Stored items

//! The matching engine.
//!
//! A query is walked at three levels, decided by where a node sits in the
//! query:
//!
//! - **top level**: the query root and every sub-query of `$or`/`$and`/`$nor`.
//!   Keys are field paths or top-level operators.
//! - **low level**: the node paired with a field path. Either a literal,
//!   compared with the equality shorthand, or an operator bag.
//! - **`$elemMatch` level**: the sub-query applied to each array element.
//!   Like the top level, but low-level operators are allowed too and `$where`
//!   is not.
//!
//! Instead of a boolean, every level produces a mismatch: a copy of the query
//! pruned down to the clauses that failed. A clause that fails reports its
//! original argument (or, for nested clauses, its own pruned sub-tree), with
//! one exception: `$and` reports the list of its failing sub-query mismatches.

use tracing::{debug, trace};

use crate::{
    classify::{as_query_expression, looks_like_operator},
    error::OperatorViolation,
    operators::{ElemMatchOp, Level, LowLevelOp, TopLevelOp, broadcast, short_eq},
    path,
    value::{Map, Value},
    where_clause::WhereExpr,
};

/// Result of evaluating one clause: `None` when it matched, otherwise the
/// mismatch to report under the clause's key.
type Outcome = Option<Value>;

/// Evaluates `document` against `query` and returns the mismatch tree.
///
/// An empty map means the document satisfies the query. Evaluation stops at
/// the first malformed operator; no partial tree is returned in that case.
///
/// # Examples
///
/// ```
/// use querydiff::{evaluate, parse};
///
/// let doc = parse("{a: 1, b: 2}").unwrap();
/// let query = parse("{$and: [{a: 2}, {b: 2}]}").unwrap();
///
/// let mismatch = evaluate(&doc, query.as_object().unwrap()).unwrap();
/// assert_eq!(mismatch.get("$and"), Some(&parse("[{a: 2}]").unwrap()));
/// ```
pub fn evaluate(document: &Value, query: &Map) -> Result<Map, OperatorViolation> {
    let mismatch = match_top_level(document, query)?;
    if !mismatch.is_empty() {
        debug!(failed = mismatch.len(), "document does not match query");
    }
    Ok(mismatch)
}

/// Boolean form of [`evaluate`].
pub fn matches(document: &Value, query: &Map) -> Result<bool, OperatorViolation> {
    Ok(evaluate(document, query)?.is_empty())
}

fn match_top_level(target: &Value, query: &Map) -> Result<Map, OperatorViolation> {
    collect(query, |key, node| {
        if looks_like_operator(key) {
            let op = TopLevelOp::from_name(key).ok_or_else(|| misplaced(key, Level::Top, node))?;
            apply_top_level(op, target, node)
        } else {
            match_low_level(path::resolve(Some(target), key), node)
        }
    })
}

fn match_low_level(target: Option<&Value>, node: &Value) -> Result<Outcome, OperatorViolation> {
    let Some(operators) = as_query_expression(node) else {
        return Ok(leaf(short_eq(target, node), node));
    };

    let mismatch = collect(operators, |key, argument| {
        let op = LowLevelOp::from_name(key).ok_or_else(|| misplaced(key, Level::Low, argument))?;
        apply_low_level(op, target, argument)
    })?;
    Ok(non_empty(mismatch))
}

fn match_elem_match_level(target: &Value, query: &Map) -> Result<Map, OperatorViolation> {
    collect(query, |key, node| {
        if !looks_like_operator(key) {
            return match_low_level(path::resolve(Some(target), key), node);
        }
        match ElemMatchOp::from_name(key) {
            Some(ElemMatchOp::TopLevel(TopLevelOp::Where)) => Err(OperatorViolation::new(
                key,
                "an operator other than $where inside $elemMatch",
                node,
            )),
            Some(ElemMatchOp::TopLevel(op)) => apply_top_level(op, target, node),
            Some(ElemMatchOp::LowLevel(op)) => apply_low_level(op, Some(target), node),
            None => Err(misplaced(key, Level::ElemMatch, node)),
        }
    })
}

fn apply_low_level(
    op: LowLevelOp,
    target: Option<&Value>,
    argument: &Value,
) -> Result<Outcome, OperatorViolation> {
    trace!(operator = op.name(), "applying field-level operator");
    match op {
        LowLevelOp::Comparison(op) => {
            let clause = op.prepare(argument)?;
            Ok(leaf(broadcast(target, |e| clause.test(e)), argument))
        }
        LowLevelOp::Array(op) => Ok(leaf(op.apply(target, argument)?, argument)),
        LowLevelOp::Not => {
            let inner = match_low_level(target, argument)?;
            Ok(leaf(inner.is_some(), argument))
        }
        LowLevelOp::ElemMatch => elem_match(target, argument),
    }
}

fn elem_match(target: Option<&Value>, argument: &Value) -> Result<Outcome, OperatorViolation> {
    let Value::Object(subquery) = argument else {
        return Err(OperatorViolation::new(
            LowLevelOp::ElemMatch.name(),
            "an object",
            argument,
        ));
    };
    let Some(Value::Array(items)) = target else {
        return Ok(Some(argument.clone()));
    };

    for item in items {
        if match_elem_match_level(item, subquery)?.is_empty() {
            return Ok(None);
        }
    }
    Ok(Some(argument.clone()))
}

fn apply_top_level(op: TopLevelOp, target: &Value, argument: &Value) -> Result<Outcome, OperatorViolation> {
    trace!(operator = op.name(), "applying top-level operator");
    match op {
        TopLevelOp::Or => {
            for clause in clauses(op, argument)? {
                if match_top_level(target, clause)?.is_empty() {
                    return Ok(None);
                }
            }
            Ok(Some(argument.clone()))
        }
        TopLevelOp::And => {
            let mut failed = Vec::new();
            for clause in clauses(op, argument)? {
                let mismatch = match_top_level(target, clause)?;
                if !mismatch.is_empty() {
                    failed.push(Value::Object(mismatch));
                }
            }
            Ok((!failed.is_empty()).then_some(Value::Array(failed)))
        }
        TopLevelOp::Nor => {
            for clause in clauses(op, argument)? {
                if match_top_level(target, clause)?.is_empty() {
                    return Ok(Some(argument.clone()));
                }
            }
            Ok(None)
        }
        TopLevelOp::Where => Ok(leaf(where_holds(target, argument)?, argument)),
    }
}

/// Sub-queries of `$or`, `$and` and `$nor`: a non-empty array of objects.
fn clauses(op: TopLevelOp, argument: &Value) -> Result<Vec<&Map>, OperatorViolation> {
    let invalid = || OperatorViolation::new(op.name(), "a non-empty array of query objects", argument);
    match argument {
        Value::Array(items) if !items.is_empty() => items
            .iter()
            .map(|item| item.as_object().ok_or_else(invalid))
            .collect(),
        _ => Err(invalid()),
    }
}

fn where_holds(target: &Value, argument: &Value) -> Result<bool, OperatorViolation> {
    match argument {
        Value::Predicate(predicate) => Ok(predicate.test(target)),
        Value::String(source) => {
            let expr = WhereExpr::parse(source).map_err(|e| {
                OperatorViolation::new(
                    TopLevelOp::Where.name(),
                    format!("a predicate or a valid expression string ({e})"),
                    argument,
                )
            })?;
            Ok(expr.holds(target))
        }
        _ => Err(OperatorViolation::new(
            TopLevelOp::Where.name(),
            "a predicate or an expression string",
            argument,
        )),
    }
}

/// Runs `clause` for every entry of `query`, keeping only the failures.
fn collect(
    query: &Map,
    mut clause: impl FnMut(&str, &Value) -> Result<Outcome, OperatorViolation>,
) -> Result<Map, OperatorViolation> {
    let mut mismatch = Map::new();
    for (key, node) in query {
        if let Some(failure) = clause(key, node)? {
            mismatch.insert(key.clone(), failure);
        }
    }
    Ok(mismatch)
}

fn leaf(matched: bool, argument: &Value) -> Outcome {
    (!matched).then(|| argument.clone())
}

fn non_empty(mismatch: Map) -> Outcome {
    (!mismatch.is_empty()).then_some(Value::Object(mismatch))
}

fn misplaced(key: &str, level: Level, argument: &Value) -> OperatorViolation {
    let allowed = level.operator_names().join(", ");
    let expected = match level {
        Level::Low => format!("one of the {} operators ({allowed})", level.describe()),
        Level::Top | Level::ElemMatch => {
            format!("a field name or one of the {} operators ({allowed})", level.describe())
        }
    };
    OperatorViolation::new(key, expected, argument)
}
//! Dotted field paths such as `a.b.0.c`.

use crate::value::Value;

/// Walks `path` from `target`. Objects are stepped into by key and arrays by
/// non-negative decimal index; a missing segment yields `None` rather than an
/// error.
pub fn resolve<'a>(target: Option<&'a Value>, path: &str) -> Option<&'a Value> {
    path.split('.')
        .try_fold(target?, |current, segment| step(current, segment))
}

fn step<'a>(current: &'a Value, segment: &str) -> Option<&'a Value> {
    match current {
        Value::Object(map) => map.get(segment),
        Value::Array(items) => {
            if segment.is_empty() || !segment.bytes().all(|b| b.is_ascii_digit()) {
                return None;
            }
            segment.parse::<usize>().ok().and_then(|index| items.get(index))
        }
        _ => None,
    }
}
---
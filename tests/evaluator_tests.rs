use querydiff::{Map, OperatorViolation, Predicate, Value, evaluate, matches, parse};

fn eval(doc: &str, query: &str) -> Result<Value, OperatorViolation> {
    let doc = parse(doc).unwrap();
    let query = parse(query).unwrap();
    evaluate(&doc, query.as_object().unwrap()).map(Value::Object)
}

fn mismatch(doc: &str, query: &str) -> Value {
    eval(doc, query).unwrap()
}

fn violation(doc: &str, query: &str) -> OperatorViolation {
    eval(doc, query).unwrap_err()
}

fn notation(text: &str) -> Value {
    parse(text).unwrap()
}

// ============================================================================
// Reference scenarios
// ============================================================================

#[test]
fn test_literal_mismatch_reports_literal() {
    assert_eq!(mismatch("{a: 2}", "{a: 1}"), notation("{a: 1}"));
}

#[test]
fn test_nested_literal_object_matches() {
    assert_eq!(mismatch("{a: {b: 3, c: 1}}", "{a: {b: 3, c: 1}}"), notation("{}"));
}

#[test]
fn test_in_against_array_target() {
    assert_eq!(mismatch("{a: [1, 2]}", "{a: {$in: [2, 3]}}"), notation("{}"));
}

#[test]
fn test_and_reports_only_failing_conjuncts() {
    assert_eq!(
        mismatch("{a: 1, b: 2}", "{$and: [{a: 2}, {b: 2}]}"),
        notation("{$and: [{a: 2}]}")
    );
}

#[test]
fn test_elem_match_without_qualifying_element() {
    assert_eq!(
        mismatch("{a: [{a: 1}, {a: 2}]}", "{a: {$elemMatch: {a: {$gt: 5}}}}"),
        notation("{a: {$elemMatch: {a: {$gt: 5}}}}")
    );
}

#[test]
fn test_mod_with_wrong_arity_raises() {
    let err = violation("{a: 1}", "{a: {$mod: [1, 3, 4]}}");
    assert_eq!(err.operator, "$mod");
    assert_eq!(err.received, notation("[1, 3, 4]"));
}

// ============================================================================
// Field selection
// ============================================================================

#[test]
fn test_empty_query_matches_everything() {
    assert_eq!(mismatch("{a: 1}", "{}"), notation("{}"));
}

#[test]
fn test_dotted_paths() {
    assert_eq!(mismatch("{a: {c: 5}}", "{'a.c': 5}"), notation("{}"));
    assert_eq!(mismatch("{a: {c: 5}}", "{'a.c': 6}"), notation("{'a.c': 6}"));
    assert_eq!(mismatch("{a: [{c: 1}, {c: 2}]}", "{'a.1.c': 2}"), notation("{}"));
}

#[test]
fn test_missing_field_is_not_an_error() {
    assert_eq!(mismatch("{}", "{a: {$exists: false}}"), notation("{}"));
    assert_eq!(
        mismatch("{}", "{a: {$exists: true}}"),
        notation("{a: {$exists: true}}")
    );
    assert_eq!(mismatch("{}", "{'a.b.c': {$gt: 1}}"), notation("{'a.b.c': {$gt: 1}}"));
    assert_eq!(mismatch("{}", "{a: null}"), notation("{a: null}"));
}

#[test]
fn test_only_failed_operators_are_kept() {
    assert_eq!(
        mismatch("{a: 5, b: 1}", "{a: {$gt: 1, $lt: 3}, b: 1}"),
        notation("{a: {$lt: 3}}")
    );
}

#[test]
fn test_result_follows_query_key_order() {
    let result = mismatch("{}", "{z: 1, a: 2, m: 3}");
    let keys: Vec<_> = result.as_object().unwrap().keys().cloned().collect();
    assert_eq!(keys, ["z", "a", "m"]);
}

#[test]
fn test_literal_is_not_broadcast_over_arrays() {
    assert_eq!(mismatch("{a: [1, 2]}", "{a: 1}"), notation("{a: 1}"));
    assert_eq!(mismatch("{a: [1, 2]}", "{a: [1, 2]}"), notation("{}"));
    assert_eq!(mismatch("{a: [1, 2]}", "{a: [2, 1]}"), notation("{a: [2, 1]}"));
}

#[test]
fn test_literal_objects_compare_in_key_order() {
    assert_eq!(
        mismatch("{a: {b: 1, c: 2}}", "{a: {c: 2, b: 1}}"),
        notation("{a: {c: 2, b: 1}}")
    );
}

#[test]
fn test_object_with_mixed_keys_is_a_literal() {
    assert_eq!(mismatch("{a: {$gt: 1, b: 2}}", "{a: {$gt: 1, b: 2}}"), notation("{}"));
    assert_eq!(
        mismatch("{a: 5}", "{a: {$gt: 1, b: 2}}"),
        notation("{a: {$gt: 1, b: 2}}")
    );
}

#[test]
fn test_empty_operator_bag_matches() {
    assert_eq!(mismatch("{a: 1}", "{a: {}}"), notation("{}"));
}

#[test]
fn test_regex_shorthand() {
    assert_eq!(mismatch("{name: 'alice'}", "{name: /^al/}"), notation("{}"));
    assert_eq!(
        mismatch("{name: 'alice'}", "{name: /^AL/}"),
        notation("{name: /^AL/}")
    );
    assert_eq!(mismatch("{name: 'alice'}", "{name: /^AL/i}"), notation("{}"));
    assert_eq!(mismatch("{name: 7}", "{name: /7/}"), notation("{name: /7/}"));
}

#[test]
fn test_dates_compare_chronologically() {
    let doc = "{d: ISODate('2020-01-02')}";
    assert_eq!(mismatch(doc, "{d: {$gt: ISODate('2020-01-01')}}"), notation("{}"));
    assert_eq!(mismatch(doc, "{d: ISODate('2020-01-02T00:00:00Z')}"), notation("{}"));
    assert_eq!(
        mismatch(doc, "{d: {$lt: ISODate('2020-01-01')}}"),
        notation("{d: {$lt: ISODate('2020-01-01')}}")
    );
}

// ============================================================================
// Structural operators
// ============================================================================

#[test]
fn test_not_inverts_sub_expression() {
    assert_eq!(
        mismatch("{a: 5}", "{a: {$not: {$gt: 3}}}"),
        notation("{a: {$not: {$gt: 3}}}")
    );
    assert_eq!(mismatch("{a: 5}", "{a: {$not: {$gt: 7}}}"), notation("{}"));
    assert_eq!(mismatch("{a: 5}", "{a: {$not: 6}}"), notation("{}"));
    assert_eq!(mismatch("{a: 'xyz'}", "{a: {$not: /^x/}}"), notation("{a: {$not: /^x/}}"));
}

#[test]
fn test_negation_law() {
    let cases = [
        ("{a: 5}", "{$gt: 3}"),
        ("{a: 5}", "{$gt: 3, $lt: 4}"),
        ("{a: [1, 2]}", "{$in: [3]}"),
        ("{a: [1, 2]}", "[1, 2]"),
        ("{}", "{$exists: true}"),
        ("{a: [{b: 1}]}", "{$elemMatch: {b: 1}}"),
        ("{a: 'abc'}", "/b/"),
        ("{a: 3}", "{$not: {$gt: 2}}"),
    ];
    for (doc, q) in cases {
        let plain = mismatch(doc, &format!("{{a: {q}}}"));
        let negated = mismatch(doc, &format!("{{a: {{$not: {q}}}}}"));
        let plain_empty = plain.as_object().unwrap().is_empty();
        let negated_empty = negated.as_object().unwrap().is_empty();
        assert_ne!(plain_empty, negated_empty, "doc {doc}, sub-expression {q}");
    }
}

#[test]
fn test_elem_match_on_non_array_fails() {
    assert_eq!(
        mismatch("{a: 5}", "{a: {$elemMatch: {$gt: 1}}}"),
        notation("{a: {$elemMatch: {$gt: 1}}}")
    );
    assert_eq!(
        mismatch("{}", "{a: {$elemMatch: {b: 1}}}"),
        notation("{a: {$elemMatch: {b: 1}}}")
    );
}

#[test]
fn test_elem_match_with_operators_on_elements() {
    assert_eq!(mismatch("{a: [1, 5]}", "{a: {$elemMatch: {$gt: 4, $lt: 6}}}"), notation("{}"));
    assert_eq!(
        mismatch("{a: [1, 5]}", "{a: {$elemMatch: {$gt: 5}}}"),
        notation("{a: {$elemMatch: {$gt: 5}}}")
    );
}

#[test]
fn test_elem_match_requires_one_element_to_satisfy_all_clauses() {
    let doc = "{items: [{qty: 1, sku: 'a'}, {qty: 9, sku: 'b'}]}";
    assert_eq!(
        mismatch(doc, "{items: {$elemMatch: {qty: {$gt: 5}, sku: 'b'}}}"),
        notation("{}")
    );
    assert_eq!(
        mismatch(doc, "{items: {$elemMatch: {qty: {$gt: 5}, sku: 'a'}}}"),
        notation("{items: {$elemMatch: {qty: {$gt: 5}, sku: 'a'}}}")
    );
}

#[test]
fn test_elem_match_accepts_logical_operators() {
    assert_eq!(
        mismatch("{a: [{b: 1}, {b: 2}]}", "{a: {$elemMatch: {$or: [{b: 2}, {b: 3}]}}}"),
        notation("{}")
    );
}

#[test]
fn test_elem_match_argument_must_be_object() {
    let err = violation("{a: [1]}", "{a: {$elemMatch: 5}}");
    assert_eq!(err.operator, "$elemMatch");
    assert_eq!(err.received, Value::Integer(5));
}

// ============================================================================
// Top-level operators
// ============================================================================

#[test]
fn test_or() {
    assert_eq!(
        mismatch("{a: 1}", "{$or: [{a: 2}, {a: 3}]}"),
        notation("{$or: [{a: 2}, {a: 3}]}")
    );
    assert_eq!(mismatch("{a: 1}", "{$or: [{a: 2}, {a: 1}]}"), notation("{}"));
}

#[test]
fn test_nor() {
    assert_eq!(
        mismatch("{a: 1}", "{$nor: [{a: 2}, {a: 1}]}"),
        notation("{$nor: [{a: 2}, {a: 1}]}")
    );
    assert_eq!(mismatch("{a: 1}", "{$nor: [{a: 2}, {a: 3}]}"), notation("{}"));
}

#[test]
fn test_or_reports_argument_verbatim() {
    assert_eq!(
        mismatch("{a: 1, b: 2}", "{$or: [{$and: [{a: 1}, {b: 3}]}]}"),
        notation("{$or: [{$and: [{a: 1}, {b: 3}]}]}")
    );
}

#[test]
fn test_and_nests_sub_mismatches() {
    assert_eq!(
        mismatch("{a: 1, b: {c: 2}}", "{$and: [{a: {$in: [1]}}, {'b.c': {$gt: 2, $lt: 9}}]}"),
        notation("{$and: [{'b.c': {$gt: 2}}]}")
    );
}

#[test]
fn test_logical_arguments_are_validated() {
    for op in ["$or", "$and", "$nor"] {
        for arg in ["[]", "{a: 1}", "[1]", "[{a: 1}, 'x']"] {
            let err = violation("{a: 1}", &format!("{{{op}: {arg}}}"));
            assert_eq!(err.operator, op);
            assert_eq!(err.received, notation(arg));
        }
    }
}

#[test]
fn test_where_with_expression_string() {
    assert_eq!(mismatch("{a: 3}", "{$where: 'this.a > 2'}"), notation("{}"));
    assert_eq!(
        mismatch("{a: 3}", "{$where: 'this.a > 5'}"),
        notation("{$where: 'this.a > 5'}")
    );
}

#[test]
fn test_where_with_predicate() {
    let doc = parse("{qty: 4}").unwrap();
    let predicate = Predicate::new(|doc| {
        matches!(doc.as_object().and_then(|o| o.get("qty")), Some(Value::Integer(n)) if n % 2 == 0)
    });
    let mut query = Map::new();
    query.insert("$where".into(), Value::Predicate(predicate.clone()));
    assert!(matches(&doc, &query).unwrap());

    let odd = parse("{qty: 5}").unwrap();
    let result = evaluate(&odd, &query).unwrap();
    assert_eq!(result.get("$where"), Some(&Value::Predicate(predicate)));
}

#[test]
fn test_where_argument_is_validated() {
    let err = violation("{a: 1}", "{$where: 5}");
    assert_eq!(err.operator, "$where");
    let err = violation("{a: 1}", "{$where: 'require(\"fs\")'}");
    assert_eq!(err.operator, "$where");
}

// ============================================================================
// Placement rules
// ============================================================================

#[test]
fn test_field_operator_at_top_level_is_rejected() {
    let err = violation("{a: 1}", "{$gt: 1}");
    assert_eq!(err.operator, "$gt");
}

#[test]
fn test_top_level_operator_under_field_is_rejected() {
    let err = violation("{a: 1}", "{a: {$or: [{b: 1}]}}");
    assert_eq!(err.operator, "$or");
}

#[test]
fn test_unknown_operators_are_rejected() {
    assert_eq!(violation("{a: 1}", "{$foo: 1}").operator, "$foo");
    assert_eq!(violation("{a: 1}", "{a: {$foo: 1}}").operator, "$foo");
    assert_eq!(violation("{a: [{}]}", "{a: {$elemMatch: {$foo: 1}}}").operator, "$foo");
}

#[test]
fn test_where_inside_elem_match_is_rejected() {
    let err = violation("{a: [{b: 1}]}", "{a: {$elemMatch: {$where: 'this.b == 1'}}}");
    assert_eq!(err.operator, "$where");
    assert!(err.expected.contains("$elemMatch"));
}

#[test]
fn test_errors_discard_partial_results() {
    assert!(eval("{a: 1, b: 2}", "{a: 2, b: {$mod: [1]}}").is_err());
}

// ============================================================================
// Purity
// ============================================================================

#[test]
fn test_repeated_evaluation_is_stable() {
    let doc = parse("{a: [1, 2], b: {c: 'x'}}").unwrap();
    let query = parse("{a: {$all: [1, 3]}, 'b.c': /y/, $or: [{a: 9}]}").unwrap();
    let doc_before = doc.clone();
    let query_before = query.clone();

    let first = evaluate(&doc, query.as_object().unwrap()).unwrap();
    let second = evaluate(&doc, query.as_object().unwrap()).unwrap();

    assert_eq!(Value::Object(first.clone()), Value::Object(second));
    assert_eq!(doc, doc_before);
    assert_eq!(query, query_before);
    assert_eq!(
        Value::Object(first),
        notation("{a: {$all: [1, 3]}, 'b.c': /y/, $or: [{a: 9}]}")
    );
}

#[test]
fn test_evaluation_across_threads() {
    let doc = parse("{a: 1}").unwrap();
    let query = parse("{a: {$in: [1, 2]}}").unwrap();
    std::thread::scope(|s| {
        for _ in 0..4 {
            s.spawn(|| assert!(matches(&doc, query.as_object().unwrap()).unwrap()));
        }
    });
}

Task goal | Scan the records above for the lines holding "The matching engine." and "each array element.". Transcribe those two and every line between them word for word, and no others.

Answer for this exercise |
//! The matching engine.
//!
//! A query is walked at three levels, decided by where a node sits in the
//! query:
//!
//! - **top level**: the query root and every sub-query of `$or`/`$and`/`$nor`.
//!   Keys are field paths or top-level operators.
//! - **low level**: the node paired with a field path. Either a literal,
//!   compared with the equality shorthand, or an operator bag.
//! - **`$elemMatch` level**: the sub-query applied to each array element.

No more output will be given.